▶ [Assignment]:
Determine the number of lines in the data that contain "ConfirmedTransaction", and write only that number.

Source data
————————

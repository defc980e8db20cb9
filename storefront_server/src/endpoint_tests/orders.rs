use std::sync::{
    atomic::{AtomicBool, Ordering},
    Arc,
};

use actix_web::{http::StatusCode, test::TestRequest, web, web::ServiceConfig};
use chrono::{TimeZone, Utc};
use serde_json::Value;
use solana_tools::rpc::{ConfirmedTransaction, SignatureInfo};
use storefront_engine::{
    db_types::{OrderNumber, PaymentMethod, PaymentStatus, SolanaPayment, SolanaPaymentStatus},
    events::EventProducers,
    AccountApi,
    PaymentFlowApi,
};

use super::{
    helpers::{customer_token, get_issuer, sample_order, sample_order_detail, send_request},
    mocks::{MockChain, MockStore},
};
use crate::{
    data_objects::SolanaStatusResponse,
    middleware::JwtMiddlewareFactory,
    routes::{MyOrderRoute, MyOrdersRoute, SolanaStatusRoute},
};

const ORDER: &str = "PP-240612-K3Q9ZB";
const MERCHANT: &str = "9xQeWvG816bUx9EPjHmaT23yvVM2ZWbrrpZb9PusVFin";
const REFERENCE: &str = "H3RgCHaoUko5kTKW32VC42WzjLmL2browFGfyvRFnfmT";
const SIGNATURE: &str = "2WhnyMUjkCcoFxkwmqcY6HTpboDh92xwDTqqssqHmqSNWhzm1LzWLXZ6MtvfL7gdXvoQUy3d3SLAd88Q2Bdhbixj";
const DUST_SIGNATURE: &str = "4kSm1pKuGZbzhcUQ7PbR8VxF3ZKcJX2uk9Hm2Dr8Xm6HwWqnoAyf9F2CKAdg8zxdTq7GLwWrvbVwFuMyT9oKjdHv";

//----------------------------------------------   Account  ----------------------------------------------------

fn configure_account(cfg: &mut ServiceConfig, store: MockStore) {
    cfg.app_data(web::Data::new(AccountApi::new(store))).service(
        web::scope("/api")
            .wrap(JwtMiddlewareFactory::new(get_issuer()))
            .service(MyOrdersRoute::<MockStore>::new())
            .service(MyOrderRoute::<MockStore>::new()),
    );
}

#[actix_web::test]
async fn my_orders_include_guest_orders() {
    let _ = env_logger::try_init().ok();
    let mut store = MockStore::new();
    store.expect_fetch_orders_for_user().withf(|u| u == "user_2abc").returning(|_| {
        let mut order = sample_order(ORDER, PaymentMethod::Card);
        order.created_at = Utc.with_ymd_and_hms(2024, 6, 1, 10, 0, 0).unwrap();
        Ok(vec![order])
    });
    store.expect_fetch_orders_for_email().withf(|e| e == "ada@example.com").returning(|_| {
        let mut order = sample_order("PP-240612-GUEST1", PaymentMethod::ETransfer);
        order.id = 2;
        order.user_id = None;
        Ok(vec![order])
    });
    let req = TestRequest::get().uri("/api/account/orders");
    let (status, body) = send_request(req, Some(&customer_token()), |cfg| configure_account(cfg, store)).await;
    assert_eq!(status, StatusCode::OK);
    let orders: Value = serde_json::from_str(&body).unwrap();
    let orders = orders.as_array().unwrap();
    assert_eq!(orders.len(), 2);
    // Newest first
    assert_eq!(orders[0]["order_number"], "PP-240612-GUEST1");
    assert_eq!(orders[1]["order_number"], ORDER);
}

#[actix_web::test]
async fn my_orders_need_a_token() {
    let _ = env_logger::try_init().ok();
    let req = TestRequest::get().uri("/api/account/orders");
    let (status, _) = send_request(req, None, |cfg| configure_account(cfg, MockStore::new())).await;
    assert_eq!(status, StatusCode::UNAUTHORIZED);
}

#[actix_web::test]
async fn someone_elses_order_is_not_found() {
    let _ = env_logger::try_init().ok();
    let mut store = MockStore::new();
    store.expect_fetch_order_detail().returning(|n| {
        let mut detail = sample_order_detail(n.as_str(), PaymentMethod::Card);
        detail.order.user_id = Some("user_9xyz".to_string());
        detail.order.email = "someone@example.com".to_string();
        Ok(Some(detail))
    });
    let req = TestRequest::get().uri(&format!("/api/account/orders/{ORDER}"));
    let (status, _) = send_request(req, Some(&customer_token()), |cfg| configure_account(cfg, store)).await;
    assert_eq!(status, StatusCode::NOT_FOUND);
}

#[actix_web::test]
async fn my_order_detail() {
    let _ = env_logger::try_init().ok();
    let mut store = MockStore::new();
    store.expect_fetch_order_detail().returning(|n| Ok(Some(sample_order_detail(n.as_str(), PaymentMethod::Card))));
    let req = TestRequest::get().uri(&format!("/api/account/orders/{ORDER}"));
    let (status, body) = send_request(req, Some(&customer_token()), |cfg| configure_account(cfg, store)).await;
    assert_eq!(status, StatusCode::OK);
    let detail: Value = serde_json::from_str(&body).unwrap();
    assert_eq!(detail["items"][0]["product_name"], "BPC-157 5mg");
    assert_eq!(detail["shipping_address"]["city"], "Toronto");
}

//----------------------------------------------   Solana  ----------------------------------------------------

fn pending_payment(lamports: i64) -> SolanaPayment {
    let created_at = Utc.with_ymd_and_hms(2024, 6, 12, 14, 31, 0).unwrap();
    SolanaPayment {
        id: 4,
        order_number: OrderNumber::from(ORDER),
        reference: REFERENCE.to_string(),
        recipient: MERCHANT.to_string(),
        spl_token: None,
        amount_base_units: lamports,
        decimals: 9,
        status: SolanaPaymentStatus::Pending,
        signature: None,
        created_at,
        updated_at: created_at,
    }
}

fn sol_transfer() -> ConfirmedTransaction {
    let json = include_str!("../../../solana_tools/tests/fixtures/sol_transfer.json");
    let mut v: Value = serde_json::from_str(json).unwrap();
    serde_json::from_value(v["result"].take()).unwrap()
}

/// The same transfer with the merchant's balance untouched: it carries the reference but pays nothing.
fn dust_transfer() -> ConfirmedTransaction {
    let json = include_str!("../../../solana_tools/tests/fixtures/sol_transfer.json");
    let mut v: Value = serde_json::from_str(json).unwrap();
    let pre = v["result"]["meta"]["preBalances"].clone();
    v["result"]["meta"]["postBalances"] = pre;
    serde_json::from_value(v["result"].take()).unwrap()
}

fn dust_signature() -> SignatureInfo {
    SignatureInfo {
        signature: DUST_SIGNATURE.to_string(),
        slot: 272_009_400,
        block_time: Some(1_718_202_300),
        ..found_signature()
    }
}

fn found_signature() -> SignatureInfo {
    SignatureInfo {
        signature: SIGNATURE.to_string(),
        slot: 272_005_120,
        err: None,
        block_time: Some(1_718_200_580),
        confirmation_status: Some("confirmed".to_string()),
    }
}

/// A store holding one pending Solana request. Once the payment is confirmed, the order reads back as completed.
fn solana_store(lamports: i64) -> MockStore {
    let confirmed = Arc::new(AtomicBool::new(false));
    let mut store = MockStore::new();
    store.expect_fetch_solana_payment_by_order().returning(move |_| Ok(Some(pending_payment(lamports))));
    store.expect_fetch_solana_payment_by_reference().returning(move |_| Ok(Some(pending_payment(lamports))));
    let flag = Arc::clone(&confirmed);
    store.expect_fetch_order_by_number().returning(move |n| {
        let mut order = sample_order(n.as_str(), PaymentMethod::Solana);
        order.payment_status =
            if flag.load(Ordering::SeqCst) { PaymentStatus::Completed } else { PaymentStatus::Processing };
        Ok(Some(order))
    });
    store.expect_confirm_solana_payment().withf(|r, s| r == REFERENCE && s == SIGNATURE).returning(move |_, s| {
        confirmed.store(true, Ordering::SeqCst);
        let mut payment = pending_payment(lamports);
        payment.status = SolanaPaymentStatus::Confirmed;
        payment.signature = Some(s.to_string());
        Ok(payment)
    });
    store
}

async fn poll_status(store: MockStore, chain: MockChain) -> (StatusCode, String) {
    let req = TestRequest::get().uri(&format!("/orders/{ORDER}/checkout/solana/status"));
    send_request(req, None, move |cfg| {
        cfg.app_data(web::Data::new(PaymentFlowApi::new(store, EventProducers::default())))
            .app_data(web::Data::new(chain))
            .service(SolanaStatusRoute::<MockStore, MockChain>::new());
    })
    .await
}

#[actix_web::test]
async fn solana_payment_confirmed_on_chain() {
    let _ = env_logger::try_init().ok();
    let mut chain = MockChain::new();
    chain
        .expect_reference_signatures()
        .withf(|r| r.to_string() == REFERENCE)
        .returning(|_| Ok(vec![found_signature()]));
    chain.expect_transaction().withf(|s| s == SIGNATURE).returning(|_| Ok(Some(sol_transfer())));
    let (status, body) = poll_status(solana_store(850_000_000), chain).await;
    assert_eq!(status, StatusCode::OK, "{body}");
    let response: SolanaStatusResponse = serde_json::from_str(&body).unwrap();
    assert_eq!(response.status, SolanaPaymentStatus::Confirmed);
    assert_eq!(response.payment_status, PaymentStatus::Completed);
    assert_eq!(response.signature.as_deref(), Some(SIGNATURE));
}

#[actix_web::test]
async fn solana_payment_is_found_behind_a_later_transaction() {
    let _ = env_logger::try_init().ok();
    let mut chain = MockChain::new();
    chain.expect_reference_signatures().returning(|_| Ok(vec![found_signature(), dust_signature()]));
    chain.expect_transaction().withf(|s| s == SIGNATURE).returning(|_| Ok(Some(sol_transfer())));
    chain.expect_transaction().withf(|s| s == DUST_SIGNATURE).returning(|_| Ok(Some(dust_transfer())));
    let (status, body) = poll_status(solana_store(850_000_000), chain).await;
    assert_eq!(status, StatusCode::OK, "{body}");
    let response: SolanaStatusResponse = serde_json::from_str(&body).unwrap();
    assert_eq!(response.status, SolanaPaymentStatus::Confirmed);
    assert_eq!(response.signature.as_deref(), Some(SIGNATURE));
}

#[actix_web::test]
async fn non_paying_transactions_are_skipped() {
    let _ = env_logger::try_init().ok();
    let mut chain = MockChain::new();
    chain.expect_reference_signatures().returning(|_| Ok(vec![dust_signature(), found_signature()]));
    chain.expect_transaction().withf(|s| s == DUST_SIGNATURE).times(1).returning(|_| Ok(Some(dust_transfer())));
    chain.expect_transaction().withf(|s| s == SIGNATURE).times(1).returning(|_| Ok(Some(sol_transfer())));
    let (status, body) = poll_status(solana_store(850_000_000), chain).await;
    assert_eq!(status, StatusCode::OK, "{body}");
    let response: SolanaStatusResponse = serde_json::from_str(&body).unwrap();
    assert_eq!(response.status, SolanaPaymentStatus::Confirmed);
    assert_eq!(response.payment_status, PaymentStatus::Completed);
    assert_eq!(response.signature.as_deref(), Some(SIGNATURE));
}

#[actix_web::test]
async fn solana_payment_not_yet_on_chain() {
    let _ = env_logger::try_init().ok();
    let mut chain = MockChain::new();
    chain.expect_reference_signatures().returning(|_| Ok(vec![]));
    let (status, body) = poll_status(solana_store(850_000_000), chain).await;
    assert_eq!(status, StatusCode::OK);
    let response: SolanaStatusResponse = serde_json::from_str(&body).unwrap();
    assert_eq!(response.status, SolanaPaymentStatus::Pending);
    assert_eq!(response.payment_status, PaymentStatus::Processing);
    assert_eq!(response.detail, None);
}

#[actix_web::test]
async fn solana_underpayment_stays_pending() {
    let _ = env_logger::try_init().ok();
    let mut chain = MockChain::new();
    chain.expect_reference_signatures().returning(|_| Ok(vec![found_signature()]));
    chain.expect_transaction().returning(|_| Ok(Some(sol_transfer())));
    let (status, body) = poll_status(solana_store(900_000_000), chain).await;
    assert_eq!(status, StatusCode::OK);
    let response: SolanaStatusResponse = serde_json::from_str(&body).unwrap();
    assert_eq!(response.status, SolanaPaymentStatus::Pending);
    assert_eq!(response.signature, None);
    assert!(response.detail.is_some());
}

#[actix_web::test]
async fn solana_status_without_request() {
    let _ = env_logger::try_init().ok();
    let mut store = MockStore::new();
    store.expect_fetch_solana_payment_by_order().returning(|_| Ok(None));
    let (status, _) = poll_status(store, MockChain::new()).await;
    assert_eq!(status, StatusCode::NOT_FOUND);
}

————————

▶ [Output]:
3